In a test of keyword-heavy search vs. a search that knows exactly what the query is asking, Quixey clearly wins every time. But why?

The answer lies in Functional Search® . The technology we spent over a year and a half building before it went live is a search engine catered specifically toward the current transformation the web. Google is fantastic at searching a web composed of static sites, but not one that’s evolving to be a web of function and action due to the dynamism of apps.

With its keyword search, other search engines can currently only take you to the doorstep of an app—and it’s often the wrong one. What Quixey does is recognize the inner workings of each app, so that when you search functionally, we open the door to just the right app and usher you in.

Remember when finding what you were looking for on the web was like winning the lottery, those not-so-long-ago days before “Google” became a verb?  Today, finding an app can be frustrating just like web search used to be.  At Quixey, we think we’ve built a solution.  What Google did for the web, Quixey is doing for app search.

In the early days of the web, the curious web surfer had the choice between using a keyword-based search engine that delivered low quality results and browsing a directory where links were curated and organized by topic; one was inaccurate, the other tedious.  Keywords were far too simple a measure of search relevancy to be effective and directories couldn’t possibly keep up with the explosion of content on the web.  

Today, the app ecosystem is organized much like the directories of old.  App stores categorize apps by topic and offer basic keyword search.  Finding apps like this is tedious and inaccurate.  What can we learn from the development of information discovery on the web that might be applicable to app discovery?

The directory model fit the web in the early 1990s when the number of reputable sites on a given topic was still reasonable.  When Yahoo! was founded in 1994 and built one of the best directories of its day, there were only about 10,000 websites total.  The world wide web was small.  But directories maintained by real people don’t scale well and as the web continued to expand, the model collapsed under its own weight.

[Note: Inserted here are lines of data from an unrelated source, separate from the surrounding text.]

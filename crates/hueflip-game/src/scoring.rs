//! Level score computation.

use hueflip_generator::is_tutorial_level;

/// Inputs of [`score`].
#[derive(Debug, Clone, Copy, Default, PartialEq, Eq)]
pub struct ScoreInput {
    /// Level played.
    pub level: u32,
    /// Moves used.
    pub moves: u32,
    /// Length of the generated solution.
    pub optimal_moves: u32,
    /// Elapsed seconds.
    pub time: u32,
    /// Hints used.
    pub hints_used: u32,
    /// Undos used.
    pub undo_used: u32,
}

/// Points awarded for a level.
#[derive(Debug, Clone, Copy, Default, PartialEq, Eq)]
pub struct ScoreBreakdown {
    /// Points for completing the level.
    pub base_points: u32,
    /// Bonus for using few moves.
    pub move_bonus: u32,
    /// Bonus for finishing quickly.
    pub time_bonus: u32,
    /// Bonus for finishing without hints.
    pub perfect_bonus: u32,
    /// Sum of all parts after the undo penalty.
    pub total_points: u32,
}

/// Computes the score of a completed level.
///
/// Using a hint outside the tutorial levels forfeits the whole score. The
/// parts add up to the total, which is then cut to three quarters if any undo
/// was used.
///
/// # Examples
///
/// ```
/// use hueflip_game::{ScoreInput, score};
///
/// let perfect = score(&ScoreInput {
///     level: 11,
///     moves: 6,
///     optimal_moves: 6,
///     time: 25,
///     hints_used: 0,
///     undo_used: 0,
/// });
/// assert_eq!(perfect.base_points, 200);
/// assert_eq!(perfect.total_points, 200 + 100 + 40 + 200);
///
/// let hinted = score(&ScoreInput {
///     level: 4,
///     hints_used: 1,
///     ..ScoreInput::default()
/// });
/// assert_eq!(hinted.total_points, 0);
/// ```
#[must_use]
pub fn score(input: &ScoreInput) -> ScoreBreakdown {
    let level = input.level.max(1);
    if input.hints_used > 0 && !is_tutorial_level(level) {
        return ScoreBreakdown::default();
    }

    let base_points = ((level - 1) / 10 + 1).saturating_mul(100);
    let move_bonus = percent_of(base_points, move_bonus_percent(input.moves, input.optimal_moves));
    let time_bonus = match input.time {
        0..=30 => percent_of(base_points, 20),
        31..=60 => percent_of(base_points, 10),
        _ => 0,
    };
    let perfect_bonus = if input.hints_used == 0 { base_points } else { 0 };

    let mut total_points = base_points
        .saturating_add(move_bonus)
        .saturating_add(time_bonus)
        .saturating_add(perfect_bonus);
    if input.undo_used > 0 {
        total_points = percent_of(total_points, 75);
    }

    ScoreBreakdown {
        base_points,
        move_bonus,
        time_bonus,
        perfect_bonus,
        total_points,
    }
}

fn move_bonus_percent(moves: u32, optimal_moves: u32) -> u32 {
    if moves <= optimal_moves {
        (optimal_moves - moves).saturating_mul(25).saturating_add(50)
    } else {
        50u32.saturating_sub(10 * (moves - optimal_moves).min(5))
    }
}

fn percent_of(value: u32, percent: u32) -> u32 {
    let scaled = u64::from(value) * u64::from(percent) / 100;
    u32::try_from(scaled).unwrap_or(u32::MAX)
}
//! Special tiles: power tiles and locked tiles.
//!
//! Both kinds are disabled by the current level design (every profile asks for
//! zero of them) but remain fully functional so they can be re-enabled from
//! the difficulty curve alone.

use std::collections::{BTreeMap, BTreeSet, btree_map, btree_set};

use serde::{Deserialize, Serialize};

use crate::Position;

/// The set of power tiles of a puzzle.
///
/// Clicking a power tile affects its full 3×3 neighborhood instead of the
/// usual cross. The set is fixed once a puzzle is generated. Serialized as a
/// list of `"row-col"` strings.
#[derive(Debug, Default, Clone, PartialEq, Eq, Hash, Serialize, Deserialize)]
#[serde(transparent)]
pub struct PowerSet(BTreeSet<Position>);

impl PowerSet {
    /// Creates an empty set.
    #[must_use]
    pub fn new() -> Self {
        Self::default()
    }

    /// Returns `true` if `pos` is a power tile.
    #[must_use]
    pub fn contains(&self, pos: Position) -> bool {
        self.0.contains(&pos)
    }

    /// Marks `pos` as a power tile. Returns `false` if it already was one.
    pub fn insert(&mut self, pos: Position) -> bool {
        self.0.insert(pos)
    }

    /// Returns the number of power tiles.
    #[must_use]
    pub fn len(&self) -> usize {
        self.0.len()
    }

    /// Returns `true` if there are no power tiles.
    #[must_use]
    pub fn is_empty(&self) -> bool {
        self.0.is_empty()
    }

    /// Iterates over the power tiles in row-major order.
    pub fn iter(&self) -> btree_set::Iter<'_, Position> {
        self.0.iter()
    }

    /// Returns the canonical encoding, the sorted `"row-col"` list joined by `;`.
    #[must_use]
    pub fn canonical_key(&self) -> String {
        join_keys(self.0.iter().map(ToString::to_string))
    }
}

impl FromIterator<Position> for PowerSet {
    fn from_iter<T: IntoIterator<Item = Position>>(iter: T) -> Self {
        Self(iter.into_iter().collect())
    }
}

impl<'a> IntoIterator for &'a PowerSet {
    type Item = &'a Position;
    type IntoIter = btree_set::Iter<'a, Position>;

    fn into_iter(self) -> Self::IntoIter {
        self.iter()
    }
}

/// Locked tiles and their remaining unlock counters.
///
/// A tile with a positive counter ignores color changes. Every completed
/// player move decrements all counters by one and tiles reaching zero unlock.
/// A map never stores a zero counter.
///
/// # Examples
///
/// ```
/// use hueflip_core::{LockedMap, Position};
///
/// let pos = Position::new(0, 2);
/// let mut locked = LockedMap::new();
/// locked.lock(pos, 2);
///
/// assert!(locked.is_locked(pos));
/// locked.decrement();
/// assert!(locked.is_locked(pos));
/// locked.decrement();
/// assert!(!locked.is_locked(pos));
/// assert!(locked.is_empty());
/// ```
#[derive(Debug, Default, Clone, PartialEq, Eq, Hash, Serialize, Deserialize)]
#[serde(
    from = "BTreeMap<Position, u8>",
    into = "BTreeMap<Position, u8>"
)]
pub struct LockedMap(BTreeMap<Position, u8>);

impl LockedMap {
    /// Creates an empty map.
    #[must_use]
    pub fn new() -> Self {
        Self::default()
    }

    /// Locks `pos` for `moves` player moves. A zero count unlocks it.
    pub fn lock(&mut self, pos: Position, moves: u8) {
        if moves == 0 {
            self.0.remove(&pos);
        } else {
            self.0.insert(pos, moves);
        }
    }

    /// Returns `true` if `pos` currently has a positive counter.
    #[must_use]
    pub fn is_locked(&self, pos: Position) -> bool {
        self.0.get(&pos).is_some_and(|&n| n > 0)
    }

    /// Returns the remaining counter of `pos`, if locked.
    #[must_use]
    pub fn remaining(&self, pos: Position) -> Option<u8> {
        self.0.get(&pos).copied()
    }

    /// Decrements every counter by one and drops the ones reaching zero.
    pub fn decrement(&mut self) {
        self.0.retain(|_, n| {
            *n = n.saturating_sub(1);
            *n > 0
        });
    }

    /// Returns the number of locked tiles.
    #[must_use]
    pub fn len(&self) -> usize {
        self.0.len()
    }

    /// Returns `true` if no tile is locked.
    #[must_use]
    pub fn is_empty(&self) -> bool {
        self.0.is_empty()
    }

    /// Iterates over `(position, counter)` pairs in row-major order.
    pub fn iter(&self) -> impl Iterator<Item = (Position, u8)> + '_ {
        self.0.iter().map(|(&pos, &n)| (pos, n))
    }

    /// Returns the canonical encoding, sorted `"row-col:count"` entries joined by `;`.
    #[must_use]
    pub fn canonical_key(&self) -> String {
        join_keys(self.0.iter().map(|(pos, n)| format!("{pos}:{n}")))
    }
}

impl FromIterator<(Position, u8)> for LockedMap {
    fn from_iter<T: IntoIterator<Item = (Position, u8)>>(iter: T) -> Self {
        let mut map = Self::new();
        for (pos, n) in iter {
            map.lock(pos, n);
        }
        map
    }
}

impl From<BTreeMap<Position, u8>> for LockedMap {
    fn from(map: BTreeMap<Position, u8>) -> Self {
        map.into_iter().collect()
    }
}

impl From<LockedMap> for BTreeMap<Position, u8> {
    fn from(map: LockedMap) -> Self {
        map.0
    }
}

impl IntoIterator for LockedMap {
    type Item = (Position, u8);
    type IntoIter = btree_map::IntoIter<Position, u8>;

    fn into_iter(self) -> Self::IntoIter {
        self.0.into_iter()
    }
}

fn join_keys(keys: impl Iterator<Item = String>) -> String {
    keys.collect::<Vec<_>>().join(";")
}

By 1998, the web had surpassed one million sites.  The directory model couldn’t keep up.  Enter Google.  Larry Page and Sergey Brin recognized that the web had an underlying structure that could be leveraged to provide accurate search results.  By mapping the way web pages were linked together and quantifying the relative value of those links, they created an entirely new way to find information on the web, one that was accurate and scalable.  This was revolutionary.  The potential of the web to provide useful information on just about any topic, whenever you need it, had finally been unlocked.

What Google did for web search, Quixey is doing for app search.  In 2011, the total number of mobile apps surpassed one million.  This was the tipping point.  Just as the directory model for the web collapsed when it reached one million sites, app directories are collapsing under their own weight.  There are simply too many apps to be organized in a directory.

At Quixey, we believe we’ve found the answer.  Our approach moves beyond the directory model of app discovery and towards an approach that finds apps based on the simple question, “What do you want to do?”  To answer this question, we’ve identified and leveraged the underlying structure to the app ecosystem, what we call the Functional Web.  Every time an app is talked about on the web, in blog posts, reviews, comments, etc, a contextual relationship is created between the app and some type of description.  These relationships can be mapped to provide an accurate picture of what that app actually does.  We’ve also mapped how these apps relate across platforms, so you can find what you’re looking for wherever you need it.

Apps are designed to help you get things done.  Looking for a gas station in a new part of town?  An app can help you find it.  Want to stay up to date on your favorite sports team?  An app has the scores you need.  With this in mind, we designed our search to answer a simple question: “What do you want to do?”  No more browsing lists in an app store or guessing at the most effective keyword to search.  Quixey can help you find the app to do what you want, when you need it.  This is revolutionary.